JO 2016 : Aries Merritt, le miraculé du 110 m haies qui a raté la qualification aux Jeux de Rio pour un centième
Le champion olympique en titre n'a pas pu participer aux Jeux de Rio, après avoir raté la qualification d'un centième. Mais c'est déjà un exploit que cet athlète américain, transplanté du rein en septembre, puisse encore courir à ce niveau.
Un centième. C'est tout ce qui sépare Aries Merritt des Jeux olympiques de Rio. Samedi 9 juillet. Le champion olympique en titre du 110 m haies erre, sous le choc, sur le tartan du stade Hayward Field de Eugene (Oregon, Etats-Unis).

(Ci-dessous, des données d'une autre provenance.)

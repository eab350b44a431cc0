use super::validation::{check_stack_limit, owned_stack};
use super::{ActionError, ActionTransition, TurnFlow};
use crate::rules::{GeometryError, Target, check_stackable, engage, has_chain_options, resolve_interaction};
use crate::state::{ChainState, GameState, Position, Seat};

/// How a move onto an occupied cell settles the pieces already there.
#[derive(Clone, Copy, Debug, Default, PartialEq, Eq, Hash, strum::EnumIter, strum::IntoStaticStr)]
#[cfg_attr(feature = "serde", derive(serde::Serialize, serde::Deserialize))]
#[strum(serialize_all = "snake_case")]
pub enum ResolutionMode {
    /// Destination pieces go to the mover's hand.
    #[default]
    ToHand,
    /// The mover is stacked on top of the destination pieces.
    StackIfPossible,
}

/// Moves the whole stack at `from` to `to`, resolving an interaction if `to`
/// is occupied.
#[derive(Clone, Copy, Debug, PartialEq, Eq)]
#[cfg_attr(feature = "serde", derive(serde::Serialize, serde::Deserialize))]
pub struct MoveAction {
    pub from: Position,
    pub to: Position,
    pub mode: ResolutionMode,
}

impl MoveAction {
    pub fn new(from: Position, to: Position, mode: ResolutionMode) -> Self {
        Self { from, to, mode }
    }
}

impl ActionTransition for MoveAction {
    type Error = ActionError;

    fn pre_validate(&self, state: &GameState, actor: Seat) -> Result<(), Self::Error> {
        for position in [self.from, self.to] {
            if !position.is_on_board() {
                return Err(GeometryError::OffBoard { position }.into());
            }
        }
        if self.from == self.to {
            return Err(ActionError::MoveToSelf {
                position: self.from,
            });
        }

        let chain = state.turn.chain;
        if let ChainState::Chaining { at } = chain {
            if self.from != at {
                return Err(ActionError::WrongChainPiece {
                    expected: at,
                    found: self.from,
                });
            }
        }

        owned_stack(state, actor, self.from)?;
        let engagement = engage(&state.board, &state.config, self.from, self.to)?;

        if chain.is_chaining() {
            match engagement.target {
                Target::Empty => {
                    return Err(ActionError::ChainRequiresInteraction { to: self.to });
                }
                Target::Friendly if !state.config.friendly_chain => {
                    return Err(ActionError::NotChainTarget { to: self.to });
                }
                _ => {}
            }
        }

        if engagement.is_interaction() && self.mode == ResolutionMode::StackIfPossible {
            check_stackable(&state.board, self.from, self.to, engagement.target)?;
        }

        Ok(())
    }

    fn apply(&self, state: &mut GameState, actor: Seat) -> Result<TurnFlow, Self::Error> {
        let engagement = engage(&state.board, &state.config, self.from, self.to)?;

        if !engagement.is_interaction() {
            let mover = state.board.take(self.from).ok_or(ActionError::EmptyCell {
                position: self.from,
            })?;
            state.board.place(self.to, mover);
            state.turn.chain = ChainState::Idle;
            return Ok(TurnFlow::EndTurn);
        }

        resolve_interaction(
            state,
            actor,
            self.from,
            self.to,
            self.mode,
            engagement.target,
        )?;

        if has_chain_options(&state.board, &state.config, self.to) {
            state.turn.chain = ChainState::Chaining { at: self.to };
            Ok(TurnFlow::ContinueChain(self.to))
        } else {
            state.turn.chain = ChainState::Idle;
            Ok(TurnFlow::EndTurn)
        }
    }

    fn post_validate(&self, state: &GameState, _actor: Seat) -> Result<(), Self::Error> {
        if !state.board.is_empty_at(self.from) {
            return Err(ActionError::StackLimitBroken {
                position: self.from,
            });
        }
        check_stack_limit(state, self.to)
    }
}

#[cfg(test)]
mod tests {
    use super::*;
    use crate::config::GameConfig;
    use crate::rules::CompositionError;
    use crate::state::{Board, Color, Piece, PieceId, PieceKind, Stack};

    fn setup(pieces: &[(u8, u8, PieceKind, Color)]) -> GameState {
        let mut board = Board::empty();
        for (id, (row, col, kind, color)) in pieces.iter().enumerate() {
            board.place(
                Position::new(*row, *col),
                Stack::single(Piece::revealed(PieceId(id as u8), *kind, *color)),
            );
        }
        let mut state = GameState::new(GameConfig::default(), board);
        state.assign_colors(Seat::First, Color::Red);
        state
    }

    fn run(state: &mut GameState, action: MoveAction) -> Result<TurnFlow, ActionError> {
        action.pre_validate(state, Seat::First)?;
        let flow = action.apply(state, Seat::First)?;
        action.post_validate(state, Seat::First)?;
        Ok(flow)
    }

    #[test]
    fn plain_move_relocates_the_stack() {
        let mut state = setup(&[(1, 1, PieceKind::Advisor, Color::Red)]);
        let action = MoveAction::new(Position::new(1, 1), Position::new(1, 2), ResolutionMode::ToHand);

        assert_eq!(run(&mut state, action), Ok(TurnFlow::EndTurn));
        assert!(state.board.is_empty_at(Position::new(1, 1)));
        assert_eq!(
            state.board.get(Position::new(1, 2)).unwrap().top().kind,
            PieceKind::Advisor
        );
    }

    #[test]
    fn to_hand_capture_recolors_into_movers_hand() {
        let mut state = setup(&[
            (0, 0, PieceKind::Chariot, Color::Red),
            (0, 1, PieceKind::Horse, Color::Black),
        ]);
        let action = MoveAction::new(Position::new(0, 0), Position::new(0, 1), ResolutionMode::ToHand);

        assert_eq!(run(&mut state, action), Ok(TurnFlow::EndTurn));
        let hand = &state.player(Seat::First).hand;
        assert_eq!(hand.len(), 1);
        assert_eq!(hand.pieces()[0].color, Color::Red);
        assert_eq!(hand.pieces()[0].kind, PieceKind::Horse);
        assert_eq!(state.total_pieces(), 2);
    }

    #[test]
    fn horse_cannot_step_orthogonally() {
        let mut state = setup(&[
            (0, 0, PieceKind::Horse, Color::Red),
            (0, 1, PieceKind::Horse, Color::Black),
        ]);
        let action = MoveAction::new(
            Position::new(0, 0),
            Position::new(0, 1),
            ResolutionMode::StackIfPossible,
        );
        assert!(matches!(
            run(&mut state, action),
            Err(ActionError::Geometry(GeometryError::InvalidPattern { .. }))
        ));
    }

    #[test]
    fn stack_capture_keeps_captives_underneath() {
        let mut state = setup(&[
            (0, 0, PieceKind::Soldier, Color::Red),
            (0, 1, PieceKind::Soldier, Color::Black),
        ]);
        let action = MoveAction::new(
            Position::new(0, 0),
            Position::new(0, 1),
            ResolutionMode::StackIfPossible,
        );
        assert_eq!(run(&mut state, action), Ok(TurnFlow::EndTurn));
        let stack = state.board.get(Position::new(0, 1)).unwrap();
        assert_eq!(stack.weight(), 2);
        assert_eq!(stack.owner(), Color::Red);
        assert_eq!(stack.pieces()[0].color, Color::Black);
    }

    #[test]
    fn stack_mode_rejects_incompatible_kinds_without_fallback() {
        let mut state = setup(&[
            (0, 0, PieceKind::Advisor, Color::Red),
            (0, 1, PieceKind::Elephant, Color::Black),
        ]);
        let before = state.clone();
        let action = MoveAction::new(
            Position::new(0, 0),
            Position::new(0, 1),
            ResolutionMode::StackIfPossible,
        );
        assert_eq!(
            action.pre_validate(&state, Seat::First),
            Err(ActionError::Composition(CompositionError::KindMismatch {
                base: PieceKind::Elephant,
                incoming: PieceKind::Advisor
            }))
        );
        assert!(run(&mut state, action).is_err());
        assert_eq!(state, before);
    }

    #[test]
    fn capture_with_follow_up_enters_chain() {
        let mut state = setup(&[
            (0, 0, PieceKind::Chariot, Color::Red),
            (0, 3, PieceKind::Cannon, Color::Black),
            (0, 6, PieceKind::Soldier, Color::Black),
        ]);
        let action = MoveAction::new(Position::new(0, 0), Position::new(0, 3), ResolutionMode::ToHand);

        assert_eq!(
            run(&mut state, action),
            Ok(TurnFlow::ContinueChain(Position::new(0, 3)))
        );
        assert_eq!(state.pending_chain(), Some(Position::new(0, 3)));
    }

    #[test]
    fn chain_only_accepts_interactions_from_the_chain_cell() {
        let mut state = setup(&[
            (0, 3, PieceKind::Chariot, Color::Red),
            (0, 6, PieceKind::Soldier, Color::Black),
            (3, 0, PieceKind::Soldier, Color::Red),
        ]);
        state.turn.chain = ChainState::Chaining {
            at: Position::new(0, 3),
        };

        assert_eq!(
            MoveAction::new(Position::new(3, 0), Position::new(3, 1), ResolutionMode::ToHand)
                .pre_validate(&state, Seat::First),
            Err(ActionError::WrongChainPiece {
                expected: Position::new(0, 3),
                found: Position::new(3, 0)
            })
        );
        assert_eq!(
            MoveAction::new(Position::new(0, 3), Position::new(1, 3), ResolutionMode::ToHand)
                .pre_validate(&state, Seat::First),
            Err(ActionError::ChainRequiresInteraction {
                to: Position::new(1, 3)
            })
        );

        let finish = MoveAction::new(Position::new(0, 3), Position::new(0, 6), ResolutionMode::ToHand);
        assert_eq!(run(&mut state, finish), Ok(TurnFlow::EndTurn));
        assert_eq!(state.turn.chain, ChainState::Idle);
    }

    #[test]
    fn cannot_move_opponent_or_hidden_pieces() {
        let mut state = setup(&[(2, 2, PieceKind::Soldier, Color::Black)]);
        assert_eq!(
            MoveAction::new(Position::new(2, 2), Position::new(2, 3), ResolutionMode::ToHand)
                .pre_validate(&state, Seat::First),
            Err(ActionError::NotOwner {
                position: Position::new(2, 2)
            })
        );

        state.board.get_mut(Position::new(2, 2)).unwrap().top_mut().face_up = false;
        assert_eq!(
            MoveAction::new(Position::new(2, 2), Position::new(2, 3), ResolutionMode::ToHand)
                .pre_validate(&state, Seat::Second),
            Err(ActionError::HiddenPiece {
                position: Position::new(2, 2)
            })
        );
    }
}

Il vient de terminer 4e de la finale des sélections américaines, et de rater, de fait, la qualification pour les JO. "J'avais l'impression d'être deuxième ou troisième", avoue Aries Merritt au Washington Post (en anglais).
La déception est de taille. Car le champion olympique ne rate pas seulement l'occasion de défendre son titre. Il perd aussi un incroyable pari qu'il s'était lancé l'été précédent : décrocher son ticket pour Rio, dix mois après avoir subi une transplantation du rein.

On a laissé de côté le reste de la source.